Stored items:
::::::::::

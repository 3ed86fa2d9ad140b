//! A single fixed-width bloom filter with SHA-256 based index derivation.

use sha2::{Digest, Sha256};

use crate::error::{NodeError, Result};

/// Fixed-width bloom filter with `k` independent hash functions.
///
/// `contains` never returns false for a key that was previously `add`ed
/// (one-sided error); it may return true for keys that were never added.
#[derive(Debug, Clone)]
pub struct BaseFilter {
    bits: Vec<bool>,
    m: usize,
    k: u32,
    msg_num: u64,
}

impl BaseFilter {
    /// `m` must be a positive power of two; `k` must be positive.
    pub fn new(m: usize, k: u32) -> Result<Self> {
        if m == 0 {
            return Err(NodeError::InvalidArgument(
                "bloom filter size cannot be zero".into(),
            ));
        }
        if m & (m - 1) != 0 {
            return Err(NodeError::InvalidArgument(
                "bloom filter size must be a power of 2".into(),
            ));
        }
        if k == 0 {
            return Err(NodeError::InvalidArgument(
                "the number of hash functions cannot be zero".into(),
            ));
        }
        Ok(Self {
            bits: vec![false; m],
            m,
            k,
            msg_num: 0,
        })
    }

    pub fn add(&mut self, key: &str) {
        for index in self.hash_indices(key) {
            self.bits[index] = true;
        }
        self.msg_num += 1;
    }

    pub fn contains(&self, key: &str) -> bool {
        self.hash_indices(key).all(|index| self.bits[index])
    }

    pub fn msg_num(&self) -> u64 {
        self.msg_num
    }

    pub fn m(&self) -> usize {
        self.m
    }

    pub fn k(&self) -> u32 {
        self.k
    }

    /// The `i`-th index is `SHA-256(key || "_" || i)` truncated to a
    /// host-width integer and reduced mod `m`. Using a fresh digest per
    /// index (rather than two-hash double hashing) keeps distinct `i`
    /// values from producing correlated index streams.
    fn hash_indices<'a>(&'a self, key: &'a str) -> impl Iterator<Item = usize> + 'a {
        (0..self.k).map(move |i| {
            let mut hasher = Sha256::new();
            hasher.update(key.as_bytes());
            hasher.update(b"_");
            hasher.update(i.to_string().as_bytes());
            let digest = hasher.finalize();
            let mut buf = [0u8; 8];
            buf.copy_from_slice(&digest[..8]);
            (u64::from_be_bytes(buf) as usize) % self.m
        })
    }
}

::::::::::

▶ [WHAT IS REQUIRED]: Quote, word for word, every line from the top of the entries through the line that holds "pub fn add(&mut".

▶ [EXPECTED OUTPUT]:
repository 3ed86fa2d9ad140b
//! A single fixed-width bloom filter with SHA-256 based index derivation.

use sha2::{Digest, Sha256};

use crate::error::{NodeError, Result};

/// Fixed-width bloom filter with `k` independent hash functions.
///
/// `contains` never returns false for a key that was previously `add`ed
/// (one-sided error); it may return true for keys that were never added.
#[derive(Debug, Clone)]
pub struct BaseFilter {
    bits: Vec<bool>,
    m: usize,
    k: u32,
    msg_num: u64,
}

impl BaseFilter {
    /// `m` must be a positive power of two; `k` must be positive.
    pub fn new(m: usize, k: u32) -> Result<Self> {
        if m == 0 {
            return Err(NodeError::InvalidArgument(
                "bloom filter size cannot be zero".into(),
            ));
        }
        if m & (m - 1) != 0 {
            return Err(NodeError::InvalidArgument(
                "bloom filter size must be a power of 2".into(),
            ));
        }
        if k == 0 {
            return Err(NodeError::InvalidArgument(
                "the number of hash functions cannot be zero".into(),
            ));
        }
        Ok(Self {
            bits: vec![false; m],
            m,
            k,
            msg_num: 0,
        })
    }

    pub fn add(&mut self, key: &str) {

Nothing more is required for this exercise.